Companies should consider the BOP as either a market or a source, and as a testing ground for new technologies and products. It is important to consider a company’s capabilities and gaps, and find partners to plug the gaps rather than investing heavily to develop new capabilities. Companies should be prepared to invest for the long-term, given that rapid profitability growth has been elusive. In the same vein, evidence that BOP markets can reduce overall risk is lacking, as the global economy seems to be inextricably tied and new markets tend to carry less certainty.

To evaluate BOP opportunities, the “Bottom of the Pyramid Strategic Decision Model” found in Exhibit A is recommended. Through a SWOT analysis, managers are encouraged to evaluate weaknesses or gaps that may filled by either a partner or a change in the competitive environment, referred to herein as a “wild card.” Similarly, once capabilities are determined, the value of specific markets should be evaluated in the context of available partners and wild cards. For example, if a medical product manufacturer has developed a breakthrough low-cost solution, but lacks a distribution mechanism, they may partner with an existing NGO that has access to needy markets. Additionally, if an East African nation was identified as the market with highest demand but political and legal institutions were lacking, it would be recommended to wait until stability was achieved or partner with an organization that can boost stability, such as USAID. Significantly, companies have the ability both to observe and capitalize upon these wild cards, but also to drive them to fruition and change BOP markets. By introducing a new technology, implementing a new distribution model, garnishing support from local institutions thereby adding stability, or bringing publicity and public funding to a need, astute managers can tilt these often flexible market structures more so than in developed markets. By recognizing BOP opportunities and risks and innovatively combining resources inside and outside the traditional MNC box, profitability can be achieved by corporations while social goals are achieved by partner organizations.

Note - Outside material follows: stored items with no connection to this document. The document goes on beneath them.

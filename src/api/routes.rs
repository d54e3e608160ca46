//! Application route configuration.

use axum::{
    extract::State,
    http::{header, HeaderValue, Method, StatusCode},
    middleware,
    response::Json,
    routing::get,
    Router,
};
use serde::Serialize;
use tower_http::{cors::CorsLayer, trace::TraceLayer};
use utoipa::OpenApi;
use utoipa_swagger_ui::SwaggerUi;

use super::handlers::{
    auth_routes, event_routes, participant_routes, session_routes, user_routes,
};
use super::middleware::{auth_middleware, rate_limit_auth_middleware, rate_limit_middleware};
use super::openapi::ApiDoc;
use super::AppState;

/// Create the application router with all routes configured
pub fn create_router(state: AppState) -> Router {
    Router::new()
        // Health check endpoints (no rate limiting)
        .route("/", get(root))
        .route("/health", get(health))
        // OpenAPI Swagger UI documentation
        .merge(SwaggerUi::new("/swagger-ui").url("/api-docs/openapi.json", ApiDoc::openapi()))
        .merge(api_routes(state.clone()))
        // Global middleware
        .layer(TraceLayer::new_for_http())
        .with_state(state)
}

/// CORS for the browser frontend. Credentials are allowed, so the origin
/// must be explicit.
pub fn cors_layer(frontend_url: &str) -> CorsLayer {
    let layer = CorsLayer::new()
        .allow_methods([
            Method::GET,
            Method::POST,
            Method::PUT,
            Method::PATCH,
            Method::DELETE,
        ])
        .allow_headers([header::AUTHORIZATION, header::CONTENT_TYPE])
        .allow_credentials(true);

    match HeaderValue::from_str(frontend_url.trim_end_matches('/')) {
        Ok(origin) => layer.allow_origin(origin),
        Err(_) => {
            tracing::warn!(frontend_url, "Invalid frontend URL, CORS disabled");
            layer
        }
    }
}

/// Rate-limited API routes.
fn api_routes(state: AppState) -> Router<AppState> {
    let auth = || middleware::from_fn_with_state(state.clone(), auth_middleware);
    let general_limit = || middleware::from_fn_with_state(state.clone(), rate_limit_middleware);

    Router::new()
        // Credential endpoints (stricter rate limiting)
        .nest(
            "/auth",
            auth_routes()
                .route_layer(middleware::from_fn_with_state(
                    state.clone(),
                    rate_limit_auth_middleware,
                ))
                .merge(
                    session_routes()
                        .route_layer(auth())
                        .route_layer(general_limit()),
                ),
        )
        // Protected user routes (require JWT + general rate limiting)
        .nest(
            "/users",
            user_routes().route_layer(auth()).route_layer(general_limit()),
        )
        // Public listing, organizer-only writes
        .nest(
            "/events",
            event_routes(state.clone()).route_layer(general_limit()),
        )
        .nest(
            "/participants",
            participant_routes()
                .route_layer(auth())
                .route_layer(general_limit()),
        )
}

/// Root endpoint
async fn root() -> &'static str {
    "Event Hub API"
}

/// Health check response
#[derive(Serialize)]
struct HealthResponse {
    status: &'static str,
    services: ServiceHealth,
}

/// Individual service health status
#[derive(Serialize)]
struct ServiceHealth {
    database: ServiceStatus,
    redis: ServiceStatus,
}

/// Service status
#[derive(Serialize)]
struct ServiceStatus {
    status: &'static str,
    #[serde(skip_serializing_if = "Option::is_none")]
    error: Option<String>,
}

impl ServiceStatus {
    fn from_result<E: std::fmt::Display>(result: Result<(), E>) -> Self {
        match result {
            Ok(()) => Self {
                status: "healthy",
                error: None,
            },
            Err(e) => Self {
                status: "unhealthy",
                error: Some(e.to_string()),
            },
        }
    }

    fn is_healthy(&self) -> bool {
        self.error.is_none()
    }
}

/// Health check endpoint with database and Redis connectivity check
async fn health(State(state): State<AppState>) -> (StatusCode, Json<HealthResponse>) {
    let db_status = ServiceStatus::from_result(state.database.ping().await);
    let redis_status = ServiceStatus::from_result(state.cache.ping().await);

    let all_healthy = db_status.is_healthy() && redis_status.is_healthy();

    let response = HealthResponse {
        status: if all_healthy { "healthy" } else { "degraded" },
        services: ServiceHealth {
            database: db_status,
            redis: redis_status,
        },
    };

    let status_code = if all_healthy {
        StatusCode::OK
    } else {
        StatusCode::SERVICE_UNAVAILABLE
    };

    (status_code, Json(response))
}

[i] Prahalad, C.K. The Fortune at the Bottom of the Pyramid. Upper Saddle River: Wharton School Publishing, 2006.
[ii] Ghemawat, Pankaj. “Why the World Isn’t Flat.” Foreign Policy 159 (2007): 54-60.
[iii] Mitchell, Alan. “The bottom of the pyramid is where the real gold is hidden.” Marketing Week 30.6 (2007): 18-19.
[iv] Karnani, Aneel. “The Mirage of Marketing to the Bottom of the Pyramid: How the Private Sector Can Help Alleviate Poverty.” California Management Review 49.4 (2007): 90-111.
[v] Khanna, Tarun and Krishna G. Palepu. “Emerging Giants: Building World-Class Companies in Developing Countries.” Harvard Business Review October (2006): 60-69.
[vi] Seelos, Christian and Johanna Mair. “Profitable Business Models and Market Creation in the Context of Deep Poverty: A Strategic View.” Academy of Management Perspectives 21. 4 (2007): 49-63.
[vii] Karnani, Aneel. “Misfortune at the Bottom of the Pyramid.” Greener Management International 51 (2006): 99-110.
[viii] Harjula, Liisa. “Tensions between Venture Capitalists’ and Business-Social Entrepreneurs’ Goals.” Greener Management International 51 (2006): 79-87.
[ix] Mitchell, Alan. “The bottom of the pyramid is where the real gold is hidden.” Marketing Week 30.6 (2007): 18-19.